The mercurial upswings and downturns in the life and major
league career of Vida Blue were effectively captured on the two
occasions he appeared on SI covers. Blue made the cover the
first time (above) after he got off to a 10-1 start in his first
full big league season, for the Oakland A's, pitching a complete
game in each of his wins. He went on to finish 24-8 with a 1.82
ERA, throwing 312 innings and going the distance in 24 of 39
starts--the latter accomplishment virtually unapproachable
nowadays, when complete games are as rare as two-hour ones. The
lefthanded Blue won the American League Cy Young and MVP awards
that year and, at 22, appeared destined for Cooperstown.
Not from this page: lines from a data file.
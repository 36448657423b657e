//! Rule descriptors and partial updates.
//!
//! A rule names a capability the permission system can grant. The codec
//! never interprets slugs or names; it only cares about the id.

use serde::{Deserialize, Serialize};

use crate::types::RuleId;

/// A single capability rule.
#[derive(Debug, Clone, PartialEq, Eq, Serialize, Deserialize)]
pub struct Rule {
    /// Stable identifier, unique within a registry. Owns bit `id - 1`.
    pub id: RuleId,

    /// Machine-readable slug (opaque to the codec).
    pub slug: String,

    /// Optional human-readable name.
    #[serde(default, skip_serializing_if = "Option::is_none")]
    pub name: Option<String>,
}

impl Rule {
    /// Create a rule with no display name.
    pub fn new(id: impl Into<RuleId>, slug: impl Into<String>) -> Self {
        Self {
            id: id.into(),
            slug: slug.into(),
            name: None,
        }
    }

    /// Attach a display name to this rule.
    pub fn with_name(mut self, name: impl Into<String>) -> Self {
        self.name = Some(name.into());
        self
    }
}

/// Partial update for a stored rule.
///
/// Carries no id on purpose: the stored id is immutable once inserted.
/// Fields left as `None` keep their current value.
#[derive(Debug, Clone, Default, PartialEq, Eq, Serialize, Deserialize)]
pub struct RulePatch {
    /// Replacement slug, if any.
    #[serde(default, skip_serializing_if = "Option::is_none")]
    pub slug: Option<String>,

    /// Replacement display name, if any.
    #[serde(default, skip_serializing_if = "Option::is_none")]
    pub name: Option<String>,
}

impl RulePatch {
    /// A patch that replaces the slug.
    pub fn slug(slug: impl Into<String>) -> Self {
        Self {
            slug: Some(slug.into()),
            ..Self::default()
        }
    }

    /// A patch that replaces the display name.
    pub fn name(name: impl Into<String>) -> Self {
        Self {
            name: Some(name.into()),
            ..Self::default()
        }
    }

    /// Set the slug on an existing patch.
    pub fn with_slug(mut self, slug: impl Into<String>) -> Self {
        self.slug = Some(slug.into());
        self
    }

    /// Set the display name on an existing patch.
    pub fn with_name(mut self, name: impl Into<String>) -> Self {
        self.name = Some(name.into());
        self
    }
}
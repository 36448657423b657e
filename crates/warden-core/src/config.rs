//! Codec configuration.
//!
//! The configuration fixes the token wire format: how many bits each chunk
//! carries, the base its digits are rendered in, and how chunks are padded.
//! Encoder and decoder must agree on all of it; the token itself carries no
//! version tag (see [`PermissionCodec::decode`](crate::codec::PermissionCodec::decode)).

use serde::{Deserialize, Serialize};

use crate::error::ConfigError;

/// Hard cap on the bit width of a single chunk.
pub const MAX_CHUNK_WIDTH: u32 = 128;

/// Wire-format configuration for the permission codec.
#[derive(Debug, Clone, PartialEq, Eq, Serialize, Deserialize)]
pub struct CodecConfig {
    /// Bits of the permission bit-vector per chunk. Must be in 1..=128.
    pub chunk_width: u32,

    /// Numeric base each chunk is rendered in (2..=36).
    pub base: u32,

    /// Zero-padded digit count per rendered chunk.
    ///
    /// Not validated against `chunk_width`: a width too small to hold a
    /// full chunk is the caller's responsibility.
    pub digit_width: usize,

    /// Character used to left-pad a chunk to `digit_width` digits.
    pub pad_char: char,
}

impl Default for CodecConfig {
    fn default() -> Self {
        Self {
            chunk_width: 32,
            base: 16,
            digit_width: 8,
            pad_char: '0',
        }
    }
}

impl CodecConfig {
    /// Create a validated configuration.
    pub fn new(
        chunk_width: u32,
        base: u32,
        digit_width: usize,
        pad_char: char,
    ) -> Result<Self, ConfigError> {
        let config = Self {
            chunk_width,
            base,
            digit_width,
            pad_char,
        };
        config.validate()?;
        Ok(config)
    }

    /// Check the configuration invariants.
    pub fn validate(&self) -> Result<(), ConfigError> {
        if self.chunk_width == 0 {
            return Err(ConfigError::ChunkWidthZero);
        }
        if self.chunk_width > MAX_CHUNK_WIDTH {
            return Err(ConfigError::ChunkWidthTooLarge(self.chunk_width));
        }
        if self.base < 2 || self.base > 36 {
            return Err(ConfigError::UnsupportedBase(self.base));
        }
        Ok(())
    }

    /// Merge a patch over this configuration and validate the result.
    ///
    /// Pure: returns the merged configuration without touching `self`, so a
    /// rejected update leaves the current configuration in force.
    pub fn merged(&self, patch: &CodecConfigPatch) -> Result<Self, ConfigError> {
        let merged = Self {
            chunk_width: patch.chunk_width.unwrap_or(self.chunk_width),
            base: patch.base.unwrap_or(self.base),
            digit_width: patch.digit_width.unwrap_or(self.digit_width),
            pad_char: patch.pad_char.unwrap_or(self.pad_char),
        };
        merged.validate()?;
        Ok(merged)
    }
}

/// Partial codec configuration; `None` fields keep their current value.
#[derive(Debug, Clone, Default, PartialEq, Eq, Serialize, Deserialize)]
pub struct CodecConfigPatch {
    #[serde(default, skip_serializing_if = "Option::is_none")]
    pub chunk_width: Option<u32>,

    #[serde(default, skip_serializing_if = "Option::is_none")]
    pub base: Option<u32>,

    #[serde(default, skip_serializing_if = "Option::is_none")]
    pub digit_width: Option<usize>,

    #[serde(default, skip_serializing_if = "Option::is_none")]
    pub pad_char: Option<char>,
}

impl CodecConfigPatch {
    /// Patch only the chunk width.
    pub fn chunk_width(width: u32) -> Self {
        Self {
            chunk_width: Some(width),
            ..Self::default()
        }
    }

    /// Patch only the base.
    pub fn base(base: u32) -> Self {
        Self {
            base: Some(base),
            ..Self::default()
        }
    }
}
So why did his next cover appearance, on March 27, 1972, carry
the billing VIDA BLUE, PLUMBING EXECUTIVE? In seeking
compensation for his brilliant '71 season, Blue was holding out
for a $77,750 raise, which would have increased his salary to
$92,500, and was threatening to quit the game and go to work
selling bathroom fixtures. Oakland owner Charlie Finley offered
him $50,000. "I don't believe in these unjustified, astronomical
salaries athletes are demanding today," said Finley. Blue
finally relented on May 2 and signed. Nevertheless, the
psychological miseries engendered by his holdout cost him
dearly. Though the A's went on to win the World Series in '72,
Blue finished a dismal 6-10 with only 151 1/3 innings pitched.

He had mixed results over the next 11 seasons with the A's, the
San Francisco Giants and the Kansas City Royals--winning 20
games twice more and losing 19 once--and then was caught by a
sting operation in the fall of '83. Blue pleaded guilty to
cocaine possession and served 81 days in prison. In '85 he
returned to baseball, with the Giants, but after two .500
seasons he retired, with 209 career wins. In doing so, he
acknowledged he hadn't completely kicked his drug habit. "I
reached the point where I had to choose between baseball and
life," he said. Recalling that decision, he now says, "I needed
to work full time getting myself back on ground."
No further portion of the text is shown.